**WHAT IS EXPECTED:** Exactly as they stand, set down all of the records again.

== Segment start ==

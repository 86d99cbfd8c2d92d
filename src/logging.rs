//! Logging initialization
//!
//! Installs a `tracing` subscriber with an `EnvFilter` (`RUST_LOG` wins over
//! the configured level) and one of three console formats. When a log
//! directory is configured, a daily-rolling file receives the same events
//! through a non-blocking writer; keep the returned guard alive so buffered
//! lines are flushed on exit.

use crate::config::{LogFormat, LogLevel};
use crate::{Error, Result};
use std::path::Path;
use tracing_appender::non_blocking::WorkerGuard;
use tracing_subscriber::fmt::MakeWriter;
use tracing_subscriber::layer::SubscriberExt;
use tracing_subscriber::util::SubscriberInitExt;
use tracing_subscriber::{fmt, EnvFilter, Layer, Registry};

/// File name prefix for rolling log files
pub const LOG_FILE_PREFIX: &str = "ticket-miner.log";

type BoxedLayer = Box<dyn Layer<Registry> + Send + Sync>;

/// Keeps the file writer alive
#[must_use = "dropping the guard stops the log file writer"]
pub struct LoggingGuard {
    _file: Option<WorkerGuard>,
}

/// Build the filter for `level`, letting `RUST_LOG` override it
pub fn env_filter(level: LogLevel) -> EnvFilter {
    EnvFilter::try_from_default_env().unwrap_or_else(|_| EnvFilter::new(level.as_filter()))
}

fn format_layer<W>(format: LogFormat, writer: W, ansi: bool) -> BoxedLayer
where
    W: for<'w> MakeWriter<'w> + Send + Sync + 'static,
{
    match format {
        LogFormat::Json => fmt::layer()
            .json()
            .with_writer(writer)
            .with_target(true)
            .with_thread_ids(true)
            .with_file(true)
            .with_line_number(true)
            .boxed(),
        LogFormat::Pretty => fmt::layer()
            .pretty()
            .with_writer(writer)
            .with_ansi(ansi)
            .with_thread_names(true)
            .boxed(),
        LogFormat::Text => fmt::layer()
            .with_writer(writer)
            .with_ansi(ansi)
            .with_target(false)
            .boxed(),
    }
}

/// Install the global subscriber
pub fn init_logging(level: LogLevel, format: LogFormat, log_dir: Option<&Path>) -> Result<LoggingGuard> {
    let mut layers: Vec<BoxedLayer> = vec![format_layer(format, std::io::stdout, true)];

    let file_guard = match log_dir {
        Some(dir) => {
            std::fs::create_dir_all(dir)?;
            let appender = tracing_appender::rolling::daily(dir, LOG_FILE_PREFIX);
            let (writer, guard) = tracing_appender::non_blocking(appender);
            layers.push(format_layer(format, writer, false));
            Some(guard)
        }
        None => None,
    };

    tracing_subscriber::registry()
        .with(layers)
        .with(env_filter(level))
        .try_init()
        .map_err(|e| Error::config(format!("Failed to initialize logging: {}", e)))?;

    Ok(LoggingGuard { _file: file_guard })
}

#[cfg(test)]
mod tests {
    use super::*;

    #[test]
    fn test_env_filter_from_level() {
        let filter = env_filter(LogLevel::Debug);
        // RUST_LOG may be set in the test environment; either way a filter is built
        assert!(!filter.to_string().is_empty());
    }

    #[test]
    fn test_layers_build_for_every_format() {
        for format in [LogFormat::Text, LogFormat::Json, LogFormat::Pretty] {
            let _layer = format_layer(format, std::io::sink, false);
        }
    }
}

== Segment end ==

**ANSWER TO THE EXERCISE:**
repository 86d99cbfd8c2d92d
filename src/logging.rs
//! Logging initialization
//!
//! Installs a `tracing` subscriber with an `EnvFilter` (`RUST_LOG` wins over
//! the configured level) and one of three console formats. When a log
//! directory is configured, a daily-rolling file receives the same events
//! through a non-blocking writer; keep the returned guard alive so buffered
//! lines are flushed on exit.

use crate::config::{LogFormat, LogLevel};
use crate::{Error, Result};
use std::path::Path;
use tracing_appender::non_blocking::WorkerGuard;
use tracing_subscriber::fmt::MakeWriter;
use tracing_subscriber::layer::SubscriberExt;
use tracing_subscriber::util::SubscriberInitExt;
use tracing_subscriber::{fmt, EnvFilter, Layer, Registry};

/// File name prefix for rolling log files
pub const LOG_FILE_PREFIX: &str = "ticket-miner.log";

type BoxedLayer = Box<dyn Layer<Registry> + Send + Sync>;

/// Keeps the file writer alive
#[must_use = "dropping the guard stops the log file writer"]
pub struct LoggingGuard {
    _file: Option<WorkerGuard>,
}

/// Build the filter for `level`, letting `RUST_LOG` override it
pub fn env_filter(level: LogLevel) -> EnvFilter {
    EnvFilter::try_from_default_env().unwrap_or_else(|_| EnvFilter::new(level.as_filter()))
}

fn format_layer<W>(format: LogFormat, writer: W, ansi: bool) -> BoxedLayer
where
    W: for<'w> MakeWriter<'w> + Send + Sync + 'static,
{
    match format {
        LogFormat::Json => fmt::layer()
            .json()
            .with_writer(writer)
            .with_target(true)
            .with_thread_ids(true)
            .with_file(true)
            .with_line_number(true)
            .boxed(),
        LogFormat::Pretty => fmt::layer()
            .pretty()
            .with_writer(writer)
            .with_ansi(ansi)
            .with_thread_names(true)
            .boxed(),
        LogFormat::Text => fmt::layer()
            .with_writer(writer)
            .with_ansi(ansi)
            .with_target(false)
            .boxed(),
    }
}

/// Install the global subscriber
pub fn init_logging(level: LogLevel, format: LogFormat, log_dir: Option<&Path>) -> Result<LoggingGuard> {
    let mut layers: Vec<BoxedLayer> = vec![format_layer(format, std::io::stdout, true)];

    let file_guard = match log_dir {
        Some(dir) => {
            std::fs::create_dir_all(dir)?;
            let appender = tracing_appender::rolling::daily(dir, LOG_FILE_PREFIX);
            let (writer, guard) = tracing_appender::non_blocking(appender);
            layers.push(format_layer(format, writer, false));
            Some(guard)
        }
        None => None,
    };

    tracing_subscriber::registry()
        .with(layers)
        .with(env_filter(level))
        .try_init()
        .map_err(|e| Error::config(format!("Failed to initialize logging: {}", e)))?;

    Ok(LoggingGuard { _file: file_guard })
}

#[cfg(test)]
mod tests {
    use super::*;

    #[test]
    fn test_env_filter_from_level() {
        let filter = env_filter(LogLevel::Debug);
        // RUST_LOG may be set in the test environment; either way a filter is built
        assert!(!filter.to_string().is_empty());
    }

    #[test]
    fn test_layers_build_for_every_format() {
        for format in [LogFormat::Text, LogFormat::Json, LogFormat::Pretty] {
            let _layer = format_layer(format, std::io::sink, false);
        }
    }
}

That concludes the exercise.